Intervertebral disc degeneration (IDD) is a predominant contributor to spinal disorders. Previous studies have indicated that ferroptosis-induced senescence of nucleus pulposus cells (NPC) plays a critical role in IDD pathogenesis. This underscores therapeutic strategies aimed at inhibiting ferroptosis and delaying NPC senescence. Mesenchymal stem cell-derived exosomes (MSC-EVs), serving as a form of regenerative nanotherapy, inherit parental biological properties. In this study, we pretreated MSCs by simulating a senescent microenvironment to obtain "domesticated vesicles" (D-EVs) with enhanced targeting and anti-senescence properties. Multi-omics analysis revealed that D-EVs are enriched with GPX4 protein and achieve specific binding to senescent NPCs via the CXCL10-CXCR3 chemokine axis.

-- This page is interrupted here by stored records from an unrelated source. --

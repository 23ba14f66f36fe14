//! One grouped random intercept, Gaussian response: the simplest full
//! pipeline (structure planning -> Woodbury-free single-component RE-scale
//! path -> Laplace solve -> outer fit -> prediction).

use gprem::{Engine, FitOptions, GroupedSpec, ModelSpec, PathPreference, PredictOptions};
use gprem::engine::PredictionRow;
use gprem::predictor::ComponentQuery;

fn simulate(n_groups: usize, per_group: usize) -> (Vec<i64>, Vec<f64>) {
    let mut group_ids = Vec::new();
    let mut y = Vec::new();
    for g in 0..n_groups {
        let group_effect = if g % 2 == 0 { 1.0 } else { -1.0 };
        for i in 0..per_group {
            group_ids.push(g as i64);
            let noise = ((i * 7 + g * 13) % 11) as f64 / 11.0 - 0.5;
            y.push(group_effect + noise);
        }
    }
    (group_ids, y)
}

#[test]
fn fit_decreases_negative_log_likelihood_and_predicts_finite_values() {
    let (group_ids, y) = simulate(10, 8);
    let n = y.len();

    let spec = ModelSpec {
        cluster_ids: vec![0; n],
        grouped: vec![GroupedSpec { group_ids: group_ids.clone(), coefficient: None, initial_variance: 1.0 }],
        gp: vec![],
        likelihood: "gaussian".into(),
        path_preference: PathPreference::Dense,
    };

    let mut engine = Engine::create(&spec, FitOptions::default(), PredictOptions::default()).unwrap();
    engine.set_response(&y).unwrap();

    let initial_neg_ll = engine.neg_log_likelihood(&[]).unwrap();
    assert!(initial_neg_ll.is_finite());

    let summary = engine.fit().unwrap();
    assert!(summary.neg_log_likelihood.is_finite());
    assert!(summary.neg_log_likelihood <= initial_neg_ll + 1e-6);
    assert!(summary.cov_pars.iter().all(|&p| p > 0.0));
    assert!(summary.aux_pars.iter().all(|&p| p > 0.0));

    engine.set_prediction_data(vec![
        PredictionRow { cluster_id: 0, queries: vec![ComponentQuery::GroupedLevel(Some(0))], fixed_offset: 0.0, covariates: None },
        PredictionRow { cluster_id: 0, queries: vec![ComponentQuery::GroupedLevel(None)], fixed_offset: 0.0, covariates: None },
    ]);
    let preds = engine.predict().unwrap();
    assert_eq!(preds.len(), 2);
    for p in &preds {
        assert!(p.mean.is_finite());
        if let Some(v) = p.variance {
            assert!(v >= 0.0);
        }
    }
}

#[test]
fn find_init_cov_pars_gives_one_positive_value_per_component() {
    let (group_ids, y) = simulate(6, 5);
    let n = y.len();
    let spec = ModelSpec {
        cluster_ids: vec![0; n],
        grouped: vec![GroupedSpec { group_ids, coefficient: None, initial_variance: 1.0 }],
        gp: vec![],
        likelihood: "gaussian".into(),
        path_preference: PathPreference::Dense,
    };
    let mut engine = Engine::create(&spec, FitOptions::default(), PredictOptions::default()).unwrap();
    engine.set_response(&y).unwrap();
    let init = engine.find_init_cov_pars().unwrap();
    assert_eq!(init.len(), 1);
    assert!(init[0] > 0.0);
}
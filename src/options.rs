//! Enumerated configuration for fitting and prediction. This is the
//! engine's entire "configuration" layer: plain structs with literal
//! defaults, no file format, no environment variables.

use crate::error::{GpremError, Result};

/// Whether the Laplace inner loop uses the observed Hessian (`laplace`) or
/// the expected Fisher information (`fisher_laplace`) as the curvature in
/// Newton's method and in the log-determinant term of the approximate
/// marginal likelihood.
#[derive(Debug, Clone, Copy, PartialEq, Eq)]
pub enum ApproximationType {
    Laplace,
    FisherLaplace,
}

impl ApproximationType {
    pub fn parse(s: &str) -> Result<Self> {
        match s {
            "laplace" => Ok(Self::Laplace),
            "fisher_laplace" => Ok(Self::FisherLaplace),
            other => Err(GpremError::InvalidOption(format!(
                "approximation_type '{other}'"
            ))),
        }
    }
}

/// Dense/sparse-Cholesky factorization vs. an iterative (CG) solve. The
/// iterative path is only valid in combination with Vecchia.
#[derive(Debug, Clone, Copy, PartialEq, Eq)]
pub enum MatrixInversionMethod {
    Cholesky,
    Iterative,
}

impl MatrixInversionMethod {
    pub fn parse(s: &str) -> Result<Self> {
        match s {
            "cholesky" => Ok(Self::Cholesky),
            "iterative" => Ok(Self::Iterative),
            other => Err(GpremError::InvalidOption(format!(
                "matrix_inversion_method '{other}'"
            ))),
        }
    }
}

/// Preconditioner used by the conjugate-gradient solver on the Vecchia
/// iterative path.
#[derive(Debug, Clone, Copy, PartialEq, Eq)]
pub enum CgPreconditioner {
    Vadu,
    IncompleteCholesky,
    PivotedCholesky,
    Fitc,
}

impl CgPreconditioner {
    pub fn parse(s: &str) -> Result<Self> {
        match s {
            "vadu" => Ok(Self::Vadu),
            "incomplete_cholesky" => Ok(Self::IncompleteCholesky),
            "pivoted_cholesky" => Ok(Self::PivotedCholesky),
            "fitc" => Ok(Self::Fitc),
            other => Err(GpremError::InvalidOption(format!(
                "cg_preconditioner '{other}'"
            ))),
        }
    }
}

/// Joint-ordering strategy used when predicting with Vecchia.
#[derive(Debug, Clone, Copy, PartialEq, Eq)]
pub enum VecchiaPredType {
    OrderObsFirstCondObsOnly,
    OrderObsFirstCondAll,
    OrderPredFirst,
    LatentOrderObsFirstCondObsOnly,
    LatentOrderObsFirstCondAll,
}

impl VecchiaPredType {
    pub fn parse(s: &str) -> Result<Self> {
        match s {
            "order_obs_first_cond_obs_only" => Ok(Self::OrderObsFirstCondObsOnly),
            "order_obs_first_cond_all" => Ok(Self::OrderObsFirstCondAll),
            "order_pred_first" => Ok(Self::OrderPredFirst),
            "latent_order_obs_first_cond_obs_only" => Ok(Self::LatentOrderObsFirstCondObsOnly),
            "latent_order_obs_first_cond_all" => Ok(Self::LatentOrderObsFirstCondAll),
            other => Err(GpremError::InvalidOption(format!(
                "vecchia_pred_type '{other}'"
            ))),
        }
    }
}

/// Ordering of data indices used to build the Vecchia neighbor sets.
#[derive(Debug, Clone, Copy, PartialEq, Eq)]
pub enum VecchiaOrdering {
    None,
    Random,
}

impl VecchiaOrdering {
    pub fn parse(s: &str) -> Result<Self> {
        match s {
            "none" => Ok(Self::None),
            "random" => Ok(Self::Random),
            other => Err(GpremError::InvalidOption(format!(
                "vecchia_ordering '{other}'"
            ))),
        }
    }
}

/// Outer-optimizer family. Selectable independently for covariance
/// parameters and for fixed-effect coefficients.
#[derive(Debug, Clone, Copy, PartialEq, Eq)]
pub enum OptimizerKind {
    GradientDescent,
    FisherScoring,
    NelderMead,
    Bfgs,
}

impl OptimizerKind {
    pub fn parse(s: &str) -> Result<Self> {
        match s {
            "gradient_descent" => Ok(Self::GradientDescent),
            "fisher_scoring" => Ok(Self::FisherScoring),
            "nelder_mead" => Ok(Self::NelderMead),
            "bfgs" => Ok(Self::Bfgs),
            other => Err(GpremError::InvalidOption(format!("optimizer '{other}'"))),
        }
    }
}

/// Which quantity's relative change is tested for outer-loop convergence.
#[derive(Debug, Clone, Copy, PartialEq, Eq)]
pub enum ConvergenceCriterion {
    Params,
    LogLik,
}

/// Version of the Nesterov momentum schedule.
#[derive(Debug, Clone, Copy, PartialEq, Eq)]
pub enum NesterovScheduleVersion {
    /// Constant momentum rate `acc_rate` once past `momentum_offset`.
    Constant = 0,
    /// Nesterov's `1 - 3/(6+t)` schedule once past `momentum_offset`.
    Adaptive = 1,
}

/// Options controlling `Engine::fit`.
#[derive(Debug, Clone)]
pub struct FitOptions {
    pub optimizer_cov: OptimizerKind,
    pub optimizer_coef: OptimizerKind,
    pub max_iter: usize,
    pub delta_rel_conv: f64,
    pub convergence_criterion: ConvergenceCriterion,
    pub use_nesterov: bool,
    pub nesterov_schedule_version: NesterovScheduleVersion,
    pub momentum_offset: usize,
    pub acc_rate_cov: f64,
    pub acc_rate_coef: f64,
    pub lr_cov: f64,
    pub lr_coef: f64,
    pub calc_std_dev: bool,
    pub approximation_type: ApproximationType,
    pub matrix_inversion_method: MatrixInversionMethod,
    pub cg_preconditioner: CgPreconditioner,
    pub cg_max_iter: usize,
    pub cg_delta_conv: f64,
    /// Number of independent random vectors used by the stochastic
    /// log-determinant trace estimator on the iterative Vecchia path.
    pub num_rand_vec_trace: usize,
    /// Maximum number of backtracking halvings in the Laplace Newton loop.
    pub max_lr_shrinkage_steps_newton: usize,
    /// Maximum number of step halvings the outer gradient-descent loop
    /// will attempt before giving up on an iteration.
    pub max_number_lr_shrinkage_steps: usize,
    /// Profile `σ²` out of the optimization vector, substituting the
    /// closed-form maximizer `yᵀΨ⁻¹y/n` at every evaluation instead of
    /// stepping it directly. Only takes effect for a Gaussian likelihood
    /// with no fixed-effect covariates; ignored otherwise. Works across
    /// every structural path.
    pub profile_out_sigma2: bool,
    pub seed: u64,
}

impl Default for FitOptions {
    fn default() -> Self {
        Self {
            optimizer_cov: OptimizerKind::GradientDescent,
            optimizer_coef: OptimizerKind::GradientDescent,
            max_iter: 1000,
            delta_rel_conv: 1e-8,
            convergence_criterion: ConvergenceCriterion::LogLik,
            use_nesterov: true,
            nesterov_schedule_version: NesterovScheduleVersion::Adaptive,
            momentum_offset: 2,
            acc_rate_cov: 0.5,
            acc_rate_coef: 0.5,
            lr_cov: 0.1,
            lr_coef: 0.1,
            calc_std_dev: true,
            approximation_type: ApproximationType::Laplace,
            matrix_inversion_method: MatrixInversionMethod::Cholesky,
            cg_preconditioner: CgPreconditioner::Vadu,
            cg_max_iter: 1000,
            cg_delta_conv: 1e-3,
            num_rand_vec_trace: 50,
            max_lr_shrinkage_steps_newton: 10,
            max_number_lr_shrinkage_steps: 30,
            profile_out_sigma2: false,
            seed: 0x5EED,
        }
    }
}

/// Options controlling `Engine::predict`.
#[derive(Debug, Clone)]
pub struct PredictOptions {
    pub predict_cov_mat: bool,
    pub predict_var: bool,
    pub predict_response: bool,
    pub vecchia_pred_type: VecchiaPredType,
    pub num_neighbors_pred: usize,
    /// Number of simulation draws used to average predictive variance on
    /// the iterative Vecchia path (the sparse precision factor has no
    /// cheap closed-form quadratic-form variance, so it's estimated from
    /// posterior draws instead). 1000 matches the order of magnitude used
    /// for CG-based simulation variance estimators elsewhere in this
    /// domain. Unused on the dense/FITC/grouped-Woodbury paths, which
    /// compute the exact quadratic form directly.
    pub nsim_var_pred: usize,
    /// Number of adaptive Gauss-Hermite quadrature nodes used for
    /// response-scale prediction.
    pub num_gh_nodes: usize,
}

impl Default for PredictOptions {
    fn default() -> Self {
        Self {
            predict_cov_mat: false,
            predict_var: true,
            predict_response: false,
            vecchia_pred_type: VecchiaPredType::OrderObsFirstCondObsOnly,
            num_neighbors_pred: 30,
            nsim_var_pred: 1000,
            num_gh_nodes: 30,
        }
    }
}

Functionally, D-EVs delivered GPX4 protein to recipient NPCs, thereby inhibiting ferroptosis and alleviating cellular senescence. To enable sustained and on-demand release within the degenerative microenvironment, we anchored D-EVs to thermosensitive hydrogel via ROS-responsive peptides. This ROS-responsive hydrogel further potentiated D-EVs' efficacy in alleviating NPC ferroptosis and reversing senescence-associated metabolic dysfunction. Both in vitro and in vivo experiments revealed that this senescence-targeting system significantly suppresses ferroptosis and senescence pathways, and prevents conversion of the senescence phenotype in NPCs. This study presents a novel approach to inhibit ferroptosis, thereby delaying NPC senescence and mitigating IDD progression.